Stored items:
**********

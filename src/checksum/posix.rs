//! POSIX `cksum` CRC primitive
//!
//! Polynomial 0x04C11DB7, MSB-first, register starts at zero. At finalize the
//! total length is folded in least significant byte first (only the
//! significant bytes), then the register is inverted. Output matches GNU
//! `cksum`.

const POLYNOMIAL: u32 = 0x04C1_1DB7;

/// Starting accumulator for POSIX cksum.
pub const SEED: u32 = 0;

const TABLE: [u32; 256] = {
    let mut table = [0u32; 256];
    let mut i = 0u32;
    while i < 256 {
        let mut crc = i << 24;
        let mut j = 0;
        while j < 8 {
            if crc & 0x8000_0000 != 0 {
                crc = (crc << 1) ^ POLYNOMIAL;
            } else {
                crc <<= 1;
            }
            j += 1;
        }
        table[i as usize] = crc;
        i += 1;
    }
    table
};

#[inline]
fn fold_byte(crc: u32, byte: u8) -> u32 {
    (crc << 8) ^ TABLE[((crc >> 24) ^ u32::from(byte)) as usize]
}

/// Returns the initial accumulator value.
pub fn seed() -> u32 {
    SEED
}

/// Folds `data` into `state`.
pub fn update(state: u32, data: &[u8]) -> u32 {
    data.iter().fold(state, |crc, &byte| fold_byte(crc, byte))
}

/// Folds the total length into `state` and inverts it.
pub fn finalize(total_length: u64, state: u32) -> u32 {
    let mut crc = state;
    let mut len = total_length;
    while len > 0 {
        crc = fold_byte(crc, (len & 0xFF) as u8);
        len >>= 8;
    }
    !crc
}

**********

What to produce: An exact copy of all the records above is the required answer.

Task solution:
filename src/checksum/posix.rs
//! POSIX `cksum` CRC primitive
//!
//! Polynomial 0x04C11DB7, MSB-first, register starts at zero. At finalize the
//! total length is folded in least significant byte first (only the
//! significant bytes), then the register is inverted. Output matches GNU
//! `cksum`.

const POLYNOMIAL: u32 = 0x04C1_1DB7;

/// Starting accumulator for POSIX cksum.
pub const SEED: u32 = 0;

const TABLE: [u32; 256] = {
    let mut table = [0u32; 256];
    let mut i = 0u32;
    while i < 256 {
        let mut crc = i << 24;
        let mut j = 0;
        while j < 8 {
            if crc & 0x8000_0000 != 0 {
                crc = (crc << 1) ^ POLYNOMIAL;
            } else {
                crc <<= 1;
            }
            j += 1;
        }
        table[i as usize] = crc;
        i += 1;
    }
    table
};

#[inline]
fn fold_byte(crc: u32, byte: u8) -> u32 {
    (crc << 8) ^ TABLE[((crc >> 24) ^ u32::from(byte)) as usize]
}

/// Returns the initial accumulator value.
pub fn seed() -> u32 {
    SEED
}

/// Folds `data` into `state`.
pub fn update(state: u32, data: &[u8]) -> u32 {
    data.iter().fold(state, |crc, &byte| fold_byte(crc, byte))
}

/// Folds the total length into `state` and inverts it.
pub fn finalize(total_length: u64, state: u32) -> u32 {
    let mut crc = state;
    let mut len = total_length;
    while len > 0 {
        crc = fold_byte(crc, (len & 0xFF) as u8);
        len >>= 8;
    }
    !crc
}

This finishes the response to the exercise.